--- Entries shown ---

#[cfg(test)]
mod tests {
    use super::*;

    #[test]
    fn test_device_args_parsing() {
        let config = ZmqRadioConfig::from_device_args(
            "tx_port0=tcp://*:3000,rx_port0=tcp://localhost:3001,tx_port1=tcp://*:3100,base_srate=23.04e6",
            2,
        )
        .unwrap();

        assert_eq!(config.tx_addresses[0], "tcp://*:3000");
        assert_eq!(config.rx_addresses[0], "tcp://localhost:3001");
        assert_eq!(config.tx_addresses[1], "tcp://*:3100");
        assert_eq!(config.rx_addresses[1], "tcp://localhost:2101");
        assert!((config.sample_rate - 23.04e6).abs() < 1.0);
    }

    #[test]
    fn test_device_args_rejects_bad_index() {
        assert!(ZmqRadioConfig::from_device_args("tx_port3=tcp://*:1", 2).is_err());
        assert!(ZmqRadioConfig::from_device_args("base_srate=fast", 1).is_err());
    }

    #[test]
    fn test_failed_channel_catches_up() {
        let config = ZmqRadioConfig {
            sample_rate: 1.92e6,
            num_channels: 2,
            tx_addresses: vec!["tcp://127.0.0.1:47310".to_string(), "tcp://127.0.0.1:47311".to_string()],
            rx_addresses: vec!["tcp://127.0.0.1:47312".to_string(), "tcp://127.0.0.1:47313".to_string()],
            timeout_ms: 500,
        };
        let radio = ZmqRadio::new(config).unwrap();

        let peer_context = Context::new();
        let peer = |port: u16| {
            let socket = peer_context.socket(zmq::REQ).unwrap();
            socket.set_rcvtimeo(2000).unwrap();
            socket.connect(&format!("tcp://127.0.0.1:{}", port)).unwrap();
            socket
        };

        // only channel 0 has a peer asking for samples
        let peer0 = peer(47310);
        peer0.send(&[0u8][..], 0).unwrap();
        let buffers = RfBufferSet::new(2, 1, 16);
        assert!(matches!(
            radio.tx(&buffers, RfTimestamp(0)),
            Err(InterfaceError::Underflow(0))
        ));
        assert_eq!(peer0.recv_bytes(0).unwrap().len(), 16 * 8);
        assert_eq!(radio.stats().tx_underruns, 1);
        assert!(matches!(radio.tx(&buffers, RfTimestamp(0)), Err(InterfaceError::Late { .. })));

        let peer1 = peer(47311);
        peer0.send(&[0u8][..], 0).unwrap();
        peer1.send(&[0u8][..], 0).unwrap();
        radio.tx(&buffers, RfTimestamp(16)).unwrap();
        assert_eq!(peer0.recv_bytes(0).unwrap().len(), 16 * 8);
        // the missed tick is replaced by zeros
        assert_eq!(peer1.recv_bytes(0).unwrap().len(), 32 * 8);
        assert_eq!(radio.stats().tx_samples, 48);
    }

    #[test]
    fn test_sample_byte_conversion() {
        let samples = vec![Complex32::new(1.5, -2.0), Complex32::new(0.0, 0.25)];
        let mut bytes = Vec::new();
        samples_to_bytes(&samples, &mut bytes);
        assert_eq!(bytes.len(), 16);

        let mut decoded = Vec::new();
        bytes_to_samples(&bytes, &mut decoded).unwrap();
        assert_eq!(decoded, samples);

        assert!(bytes_to_samples(&bytes[..7], &mut decoded).is_err());
    }
}
//! Worker Pool
//!
//! A fixed set of worker slots, each with its own OS thread. The producer
//! reserves the slot of a tick (`tick % N`), fills in the worker's context and
//! starts it; the slot thread runs the pool task on the worker and returns the
//! slot to idle. Reserving a busy slot blocks, which throttles the producer
//! when processing falls behind.
//!
//! Slot life cycle: `Uninit -> Idle -> Reserved -> Running -> Idle`.

use crate::threading::spawn_rt_thread;
use crate::LayerError;
use common::Tti;
use parking_lot::{Condvar, Mutex};
use std::ops::Deref;
use std::sync::atomic::{AtomicBool, Ordering};
use std::sync::Arc;
use std::thread::JoinHandle;
use tracing::{debug, error, info, trace};

/// Work run on a worker each time it is started
pub type WorkerTask<W> = Arc<dyn Fn(&W) + Send + Sync>;

#[derive(Debug, Clone, Copy, PartialEq, Eq)]
pub enum WorkerState {
    Uninit,
    Idle,
    Reserved,
    Running,
}

struct SlotInner<W> {
    state: WorkerState,
    worker: Option<Arc<W>>,
    stop: bool,
}

struct PoolSlot<W> {
    inner: Mutex<SlotInner<W>>,
    cond: Condvar,
}

impl<W> PoolSlot<W> {
    fn new() -> Self {
        Self {
            inner: Mutex::new(SlotInner {
                state: WorkerState::Uninit,
                worker: None,
                stop: false,
            }),
            cond: Condvar::new(),
        }
    }

    fn release(&self) {
        let mut inner = self.inner.lock();
        inner.state = WorkerState::Idle;
        self.cond.notify_all();
    }
}

/// Reserved worker; derefs to the worker so that its context can be set.
///
/// Dropping a handle that was never started returns the slot to idle.
pub struct WorkerHandle<'a, W> {
    pool: &'a WorkerPool<W>,
    index: usize,
    worker: Arc<W>,
    started: bool,
}

impl<W> WorkerHandle<'_, W> {
    /// Pool slot of the reserved worker
    pub fn index(&self) -> usize {
        self.index
    }
}

impl<W> Deref for WorkerHandle<'_, W> {
    type Target = W;

    fn deref(&self) -> &W {
        &self.worker
    }
}

impl<W> Drop for WorkerHandle<'_, W> {
    fn drop(&mut self) {
        if !self.started {
            trace!("Worker {} released without start", self.index);
            self.pool.slots[self.index].release();
        }
    }
}

/// Fixed-size pool of workers processing ticks in round-robin order
pub struct WorkerPool<W> {
    name: String,
    slots: Vec<Arc<PoolSlot<W>>>,
    task: WorkerTask<W>,
    threads: Mutex<Vec<JoinHandle<()>>>,
    stopped: AtomicBool,
}

impl<W: Send + Sync + 'static> WorkerPool<W> {
    /// Create a pool of `nof_workers` uninitialised slots running `task`
    pub fn new(name: &str, nof_workers: usize, task: WorkerTask<W>) -> Self {
        Self {
            name: name.to_string(),
            slots: (0..nof_workers).map(|_| Arc::new(PoolSlot::new())).collect(),
            task,
            threads: Mutex::new(Vec::with_capacity(nof_workers)),
            stopped: AtomicBool::new(false),
        }
    }

    pub fn nof_workers(&self) -> usize {
        self.slots.len()
    }

    /// Install `worker` in slot `index` and start its thread with `priority`
    pub fn init_worker(&self, index: usize, worker: W, priority: i32) -> Result<(), LayerError> {
        let slot = self.slots.get(index).ok_or(LayerError::WorkerIndex {
            index,
            nof_workers: self.slots.len(),
        })?;

        {
            let mut inner = slot.inner.lock();
            if inner.state != WorkerState::Uninit {
                return Err(LayerError::InvalidState(format!("worker {} already initialised", index)));
            }
            inner.worker = Some(Arc::new(worker));
            inner.state = WorkerState::Idle;
        }

        let slot = slot.clone();
        let task = self.task.clone();
        let handle = spawn_rt_thread(format!("{}-{}", self.name, index), priority, move || {
            worker_loop(&slot, task.as_ref())
        })
        .map_err(|e| LayerError::InitializationFailed(format!("worker {} thread: {}", index, e)))?;
        self.threads.lock().push(handle);

        debug!("{} worker {} initialised (priority {})", self.name, index, priority);
        Ok(())
    }

    /// Reserve the worker of `tti`, blocking while it is busy
    pub fn wait_worker(&self, tti: Tti) -> Result<WorkerHandle<'_, W>, LayerError> {
        self.wait_worker_id(tti.0 as usize % self.slots.len())
    }

    /// Reserve the worker of slot `index`, blocking while it is busy
    pub fn wait_worker_id(&self, index: usize) -> Result<WorkerHandle<'_, W>, LayerError> {
        let slot = self.slots.get(index).ok_or(LayerError::WorkerIndex {
            index,
            nof_workers: self.slots.len(),
        })?;

        let mut inner = slot.inner.lock();
        loop {
            if inner.stop {
                return Err(LayerError::InvalidState(format!("{} pool stopped", self.name)));
            }
            match inner.state {
                WorkerState::Uninit => return Err(LayerError::NotInitialized),
                WorkerState::Idle => break,
                WorkerState::Reserved | WorkerState::Running => slot.cond.wait(&mut inner),
            }
        }

        inner.state = WorkerState::Reserved;
        let worker = inner.worker.clone().ok_or(LayerError::NotInitialized)?;
        Ok(WorkerHandle {
            pool: self,
            index,
            worker,
            started: false,
        })
    }

    /// Release a reserved worker to its thread; does not wait for completion
    pub fn start_worker(&self, mut handle: WorkerHandle<'_, W>) {
        let slot = &self.slots[handle.index];
        let mut inner = slot.inner.lock();
        assert_eq!(
            inner.state,
            WorkerState::Reserved,
            "worker {} started without reservation",
            handle.index
        );
        inner.state = WorkerState::Running;
        handle.started = true;
        slot.cond.notify_all();
    }

    /// Worker of slot `index`, for read-only access outside the tick path
    pub fn worker(&self, index: usize) -> Option<Arc<W>> {
        self.slots.get(index).and_then(|slot| slot.inner.lock().worker.clone())
    }

    /// State of slot `index`
    pub fn state(&self, index: usize) -> Option<WorkerState> {
        self.slots.get(index).map(|slot| slot.inner.lock().state)
    }

    /// Let running work finish, then stop and join every thread
    pub fn stop(&self) {
        if self.stopped.swap(true, Ordering::AcqRel) {
            return;
        }
        for slot in &self.slots {
            let mut inner = slot.inner.lock();
            inner.stop = true;
            slot.cond.notify_all();
        }
        let threads: Vec<_> = self.threads.lock().drain(..).collect();
        for handle in threads {
            if handle.join().is_err() {
                error!("{} worker thread panicked", self.name);
            }
        }
        info!("{} pool stopped", self.name);
    }
}

impl<W> Drop for WorkerPool<W> {
    fn drop(&mut self) {
        for slot in &self.slots {
            let mut inner = slot.inner.lock();
            inner.stop = true;
            slot.cond.notify_all();
        }
        for handle in self.threads.get_mut().drain(..) {
            let _ = handle.join();
        }
    }
}

fn worker_loop<W>(slot: &PoolSlot<W>, task: &(dyn Fn(&W) + Send + Sync)) {
    loop {
        let worker = {
            let mut inner = slot.inner.lock();
            while inner.state != WorkerState::Running && !inner.stop {
                slot.cond.wait(&mut inner);
            }
            if inner.state != WorkerState::Running {
                break;
            }
            inner.worker.clone()
        };

        if let Some(worker) = worker {
            task(worker.as_ref());
        }
        slot.release();
    }
}

#[cfg(test)]
mod tests {
    use super::*;
    use crossbeam_channel::{bounded, Receiver, Sender};
    use std::sync::atomic::AtomicUsize;
    use std::time::Duration;

    struct Tracked {
        id: usize,
        running: Arc<AtomicUsize>,
        gate: Receiver<()>,
        done: Sender<usize>,
    }

    fn tracked_pool(nof_workers: usize) -> (WorkerPool<Tracked>, Sender<()>, Receiver<usize>, Arc<AtomicUsize>) {
        let (gate_tx, gate_rx) = bounded(16);
        let (done_tx, done_rx) = bounded(16);
        let running = Arc::new(AtomicUsize::new(0));
        let task: WorkerTask<Tracked> = Arc::new(|p: &Tracked| {
            let concurrent = p.running.fetch_add(1, Ordering::SeqCst);
            assert!(concurrent < 4);
            let _ = p.gate.recv();
            p.running.fetch_sub(1, Ordering::SeqCst);
            let _ = p.done.send(p.id);
        });
        let pool = WorkerPool::new("test", nof_workers, task);
        for id in 0..nof_workers {
            let tracked = Tracked {
                id,
                running: running.clone(),
                gate: gate_rx.clone(),
                done: done_tx.clone(),
            };
            pool.init_worker(id, tracked, 0).unwrap();
        }
        (pool, gate_tx, done_rx, running)
    }

    #[test]
    fn test_init_out_of_range() {
        let (pool, _, _, _) = tracked_pool(2);
        let (_, gate) = bounded(1);
        let (done, _) = bounded(1);
        let tracked = Tracked {
            id: 5,
            running: Arc::new(AtomicUsize::new(0)),
            gate,
            done,
        };
        assert!(matches!(
            pool.init_worker(5, tracked, 0),
            Err(LayerError::WorkerIndex { index: 5, nof_workers: 2 })
        ));
        assert!(pool.wait_worker_id(7).is_err());
    }

    #[test]
    fn test_round_robin_assignment() {
        let (pool, gate, done, _) = tracked_pool(4);
        for tti in 10..14u32 {
            let handle = pool.wait_worker(Tti(tti)).unwrap();
            assert_eq!(handle.index(), tti as usize % 4);
            assert_eq!(handle.id, tti as usize % 4);
            pool.start_worker(handle);
        }
        for _ in 0..4 {
            gate.send(()).unwrap();
        }
        let mut finished: Vec<usize> = (0..4).map(|_| done.recv().unwrap()).collect();
        finished.sort_unstable();
        assert_eq!(finished, vec![0, 1, 2, 3]);
        pool.stop();
    }

    #[test]
    fn test_saturated_slot_blocks_until_release() {
        let (pool, gate, done, _) = tracked_pool(4);
        let pool = Arc::new(pool);

        let handle = pool.wait_worker(Tti(1)).unwrap();
        pool.start_worker(handle);

        let (reserved_tx, reserved_rx) = bounded(1);
        let waiter = {
            let pool = pool.clone();
            std::thread::spawn(move || {
                // same slot as tick 1
                let handle = pool.wait_worker(Tti(5)).unwrap();
                reserved_tx.send(handle.index()).unwrap();
            })
        };

        assert!(reserved_rx.recv_timeout(Duration::from_millis(200)).is_err());
        assert_eq!(pool.state(1), Some(WorkerState::Running));

        gate.send(()).unwrap();
        assert_eq!(done.recv().unwrap(), 1);
        assert_eq!(reserved_rx.recv_timeout(Duration::from_secs(5)).unwrap(), 1);
        waiter.join().unwrap();

        // handle dropped unstarted by the waiter
        assert_eq!(pool.state(1), Some(WorkerState::Idle));
        pool.stop();
    }

    #[test]
    fn test_reserved_slot_blocks_other_reservation() {
        let (pool, _, _, _) = tracked_pool(1);
        let pool = Arc::new(pool);
        let first = pool.wait_worker_id(0).unwrap();

        let (tx, rx) = bounded(1);
        let waiter = {
            let pool = pool.clone();
            std::thread::spawn(move || {
                let _handle = pool.wait_worker_id(0).unwrap();
                tx.send(()).unwrap();
            })
        };
        assert!(rx.recv_timeout(Duration::from_millis(100)).is_err());
        drop(first);
        assert!(rx.recv_timeout(Duration::from_secs(5)).is_ok());
        waiter.join().unwrap();
    }

    #[test]
    fn test_stop_is_idempotent_and_finishes_running_work() {
        let (pool, gate, done, running) = tracked_pool(2);
        let handle = pool.wait_worker_id(0).unwrap();
        pool.start_worker(handle);
        gate.send(()).unwrap();
        pool.stop();
        pool.stop();
        assert_eq!(done.try_recv().unwrap(), 0);
        assert_eq!(running.load(Ordering::SeqCst), 0);
        assert!(pool.wait_worker_id(1).is_err());
    }
}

---

Reproduce every line from the entries that holds the word "returns".

//! starts it; the slot thread runs the pool task on the worker and returns the
/// Dropping a handle that was never started returns the slot to idle.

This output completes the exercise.